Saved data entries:
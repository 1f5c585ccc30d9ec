//! Test fixtures and store helpers.
//!
//! Provides convenience wrappers for setting up test stores and
//! marketplaces with automatic cleanup.

use labstore_core::Store;
use labstore_market::Marketplace;
use std::path::PathBuf;
use tempfile::TempDir;

/// A test store with automatic cleanup.
pub struct TestStore {
    /// The store instance.
    pub store: Store,
    /// The temporary directory (kept alive to prevent cleanup).
    _temp_dir: Option<TempDir>,
}

impl TestStore {
    /// Creates a new in-memory test store.
    #[must_use]
    pub fn memory() -> Self {
        Self {
            store: Store::open_in_memory().expect("failed to open in-memory store"),
            _temp_dir: None,
        }
    }

    /// Creates a new directory-backed test store.
    #[must_use]
    pub fn dir() -> Self {
        let temp_dir = TempDir::new().expect("failed to create temp directory");
        let store =
            Store::open(&temp_dir.path().join("store")).expect("failed to open directory store");

        Self {
            store,
            _temp_dir: Some(temp_dir),
        }
    }

    /// Returns the store path if directory-backed, `None` if in-memory.
    #[must_use]
    pub fn path(&self) -> Option<PathBuf> {
        self._temp_dir.as_ref().map(|d| d.path().join("store"))
    }
}

impl std::ops::Deref for TestStore {
    type Target = Store;

    fn deref(&self) -> &Self::Target {
        &self.store
    }
}

/// Runs a test with a temporary in-memory store.
///
/// # Example
///
/// ```rust,ignore
/// use labstore_testkit::with_mem_store;
///
/// #[test]
/// fn my_test() {
///     with_mem_store(|store| {
///         let tests = store.collection("tests", Vec::new()).unwrap();
///         // ... test operations
///     });
/// }
/// ```
pub fn with_mem_store<F, R>(f: F) -> R
where
    F: FnOnce(&Store) -> R,
{
    let test_store = TestStore::memory();
    f(&test_store.store)
}

/// Runs a test with a temporary directory-backed store.
///
/// The closure also receives the store path, for reopen scenarios; drop
/// the store (via [`TestStore`]) before reopening the same path.
pub fn with_dir_store<F, R>(f: F) -> R
where
    F: FnOnce(&Store, &std::path::Path) -> R,
{
    let test_store = TestStore::dir();
    let path = test_store.path().expect("directory store has a path");
    f(&test_store.store, &path)
}

/// A marketplace over a temporary directory, with automatic cleanup.
pub struct TestMarketplace {
    /// The marketplace instance.
    pub market: Marketplace,
    _temp_dir: TempDir,
}

impl TestMarketplace {
    /// Creates a marketplace in a fresh temporary directory.
    #[must_use]
    pub fn new() -> Self {
        let temp_dir = TempDir::new().expect("failed to create temp directory");
        let market = Marketplace::open(&temp_dir.path().join("market"))
            .expect("failed to open marketplace");
        Self {
            market,
            _temp_dir: temp_dir,
        }
    }
}

impl Default for TestMarketplace {
    fn default() -> Self {
        Self::new()
    }
}

impl std::ops::Deref for TestMarketplace {
    type Target = Marketplace;

    fn deref(&self) -> &Self::Target {
        &self.market
    }
}

#[cfg(test)]
mod tests {
    use super::*;

    #[test]
    fn memory_store_has_no_path() {
        let store = TestStore::memory();
        assert!(store.path().is_none());
        assert!(store.is_open());
    }

    #[test]
    fn dir_store_reports_its_path() {
        let store = TestStore::dir();
        assert!(store.path().unwrap().exists());
    }

    #[test]
    fn marketplace_fixture_seeds() {
        let market = TestMarketplace::new();
        assert_eq!(market.laboratories().list().len(), 2);
    }
}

Problem to work on: State how many lines above include the word "join", and nothing more.

Reply to the task: 3